Exercise objective -> A verbatim transcript of the lines below, starting at the first and ending with the one that holds "employee rate |", is what should be produced.

Source records:
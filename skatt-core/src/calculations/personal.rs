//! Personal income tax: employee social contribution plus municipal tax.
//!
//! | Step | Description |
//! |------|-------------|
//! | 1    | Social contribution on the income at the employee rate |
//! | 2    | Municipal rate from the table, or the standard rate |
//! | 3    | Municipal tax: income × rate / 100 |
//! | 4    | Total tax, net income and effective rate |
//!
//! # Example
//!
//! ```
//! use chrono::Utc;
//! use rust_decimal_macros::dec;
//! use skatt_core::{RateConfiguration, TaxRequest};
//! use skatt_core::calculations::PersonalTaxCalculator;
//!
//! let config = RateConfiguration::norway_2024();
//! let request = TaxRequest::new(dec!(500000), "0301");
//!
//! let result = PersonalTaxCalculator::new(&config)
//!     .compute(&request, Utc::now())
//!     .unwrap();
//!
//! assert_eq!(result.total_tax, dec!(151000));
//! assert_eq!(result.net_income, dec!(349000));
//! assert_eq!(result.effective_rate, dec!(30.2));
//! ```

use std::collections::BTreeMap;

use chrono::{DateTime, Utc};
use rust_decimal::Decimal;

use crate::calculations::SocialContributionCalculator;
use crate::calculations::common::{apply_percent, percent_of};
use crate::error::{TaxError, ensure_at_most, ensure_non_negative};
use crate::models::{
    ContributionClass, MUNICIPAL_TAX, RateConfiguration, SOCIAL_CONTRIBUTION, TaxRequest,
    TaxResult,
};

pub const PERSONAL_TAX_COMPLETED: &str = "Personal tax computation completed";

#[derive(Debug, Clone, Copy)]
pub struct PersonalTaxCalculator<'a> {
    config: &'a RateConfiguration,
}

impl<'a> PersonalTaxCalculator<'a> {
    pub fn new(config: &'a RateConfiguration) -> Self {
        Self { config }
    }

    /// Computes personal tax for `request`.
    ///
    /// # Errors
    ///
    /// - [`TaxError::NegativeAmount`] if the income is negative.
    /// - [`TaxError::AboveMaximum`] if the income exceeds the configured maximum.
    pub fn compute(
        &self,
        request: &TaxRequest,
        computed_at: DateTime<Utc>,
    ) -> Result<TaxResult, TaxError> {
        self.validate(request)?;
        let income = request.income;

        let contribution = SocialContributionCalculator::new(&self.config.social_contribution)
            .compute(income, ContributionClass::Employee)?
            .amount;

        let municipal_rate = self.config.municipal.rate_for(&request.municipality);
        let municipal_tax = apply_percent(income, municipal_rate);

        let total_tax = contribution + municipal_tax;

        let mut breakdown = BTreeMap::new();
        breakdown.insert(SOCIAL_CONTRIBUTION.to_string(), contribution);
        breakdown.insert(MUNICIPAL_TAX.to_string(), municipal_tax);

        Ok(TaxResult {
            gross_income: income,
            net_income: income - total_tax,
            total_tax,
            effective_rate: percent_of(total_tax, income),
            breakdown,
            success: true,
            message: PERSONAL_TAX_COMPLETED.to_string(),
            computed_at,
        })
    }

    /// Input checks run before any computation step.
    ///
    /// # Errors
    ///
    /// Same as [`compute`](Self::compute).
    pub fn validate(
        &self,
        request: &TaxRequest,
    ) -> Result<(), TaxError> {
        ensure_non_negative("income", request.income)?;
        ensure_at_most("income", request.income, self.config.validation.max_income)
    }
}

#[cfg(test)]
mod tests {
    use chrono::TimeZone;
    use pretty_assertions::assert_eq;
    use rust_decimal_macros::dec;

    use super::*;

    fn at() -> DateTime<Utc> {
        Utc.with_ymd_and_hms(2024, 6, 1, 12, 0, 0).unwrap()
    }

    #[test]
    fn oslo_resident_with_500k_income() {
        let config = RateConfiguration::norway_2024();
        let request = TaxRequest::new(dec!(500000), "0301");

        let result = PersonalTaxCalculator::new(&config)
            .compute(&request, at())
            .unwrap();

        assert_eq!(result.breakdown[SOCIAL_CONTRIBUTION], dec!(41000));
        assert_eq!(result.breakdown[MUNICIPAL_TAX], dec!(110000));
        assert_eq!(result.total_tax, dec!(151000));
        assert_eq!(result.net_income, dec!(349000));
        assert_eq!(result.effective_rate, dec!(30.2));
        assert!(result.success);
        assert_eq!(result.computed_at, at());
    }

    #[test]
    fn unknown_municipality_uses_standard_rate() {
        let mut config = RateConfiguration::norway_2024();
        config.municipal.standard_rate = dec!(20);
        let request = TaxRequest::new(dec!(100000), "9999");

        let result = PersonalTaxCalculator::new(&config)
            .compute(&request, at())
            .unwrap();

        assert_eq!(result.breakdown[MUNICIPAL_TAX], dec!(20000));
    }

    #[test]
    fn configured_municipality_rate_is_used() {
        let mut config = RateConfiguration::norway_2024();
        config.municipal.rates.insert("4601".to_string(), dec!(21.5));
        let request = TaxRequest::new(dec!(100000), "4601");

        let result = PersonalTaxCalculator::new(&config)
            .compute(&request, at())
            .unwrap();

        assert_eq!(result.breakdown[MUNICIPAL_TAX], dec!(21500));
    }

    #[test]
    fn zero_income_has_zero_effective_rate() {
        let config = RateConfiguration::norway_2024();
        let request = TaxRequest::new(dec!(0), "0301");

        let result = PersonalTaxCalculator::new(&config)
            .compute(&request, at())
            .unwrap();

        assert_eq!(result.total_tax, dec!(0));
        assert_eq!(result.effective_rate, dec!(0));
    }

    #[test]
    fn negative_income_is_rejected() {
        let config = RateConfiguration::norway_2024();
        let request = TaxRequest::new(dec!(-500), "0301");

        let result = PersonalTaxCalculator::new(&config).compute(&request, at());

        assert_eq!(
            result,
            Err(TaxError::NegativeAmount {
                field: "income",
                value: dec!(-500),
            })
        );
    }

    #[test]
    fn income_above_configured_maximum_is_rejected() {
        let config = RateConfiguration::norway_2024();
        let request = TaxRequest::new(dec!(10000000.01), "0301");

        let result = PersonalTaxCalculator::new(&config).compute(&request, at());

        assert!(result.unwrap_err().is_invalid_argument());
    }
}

Answer to this task ->
filename skatt-core/src/calculations/personal.rs
//! Personal income tax: employee social contribution plus municipal tax.
//!
//! | Step | Description |
//! |------|-------------|
//! | 1    | Social contribution on the income at the employee rate |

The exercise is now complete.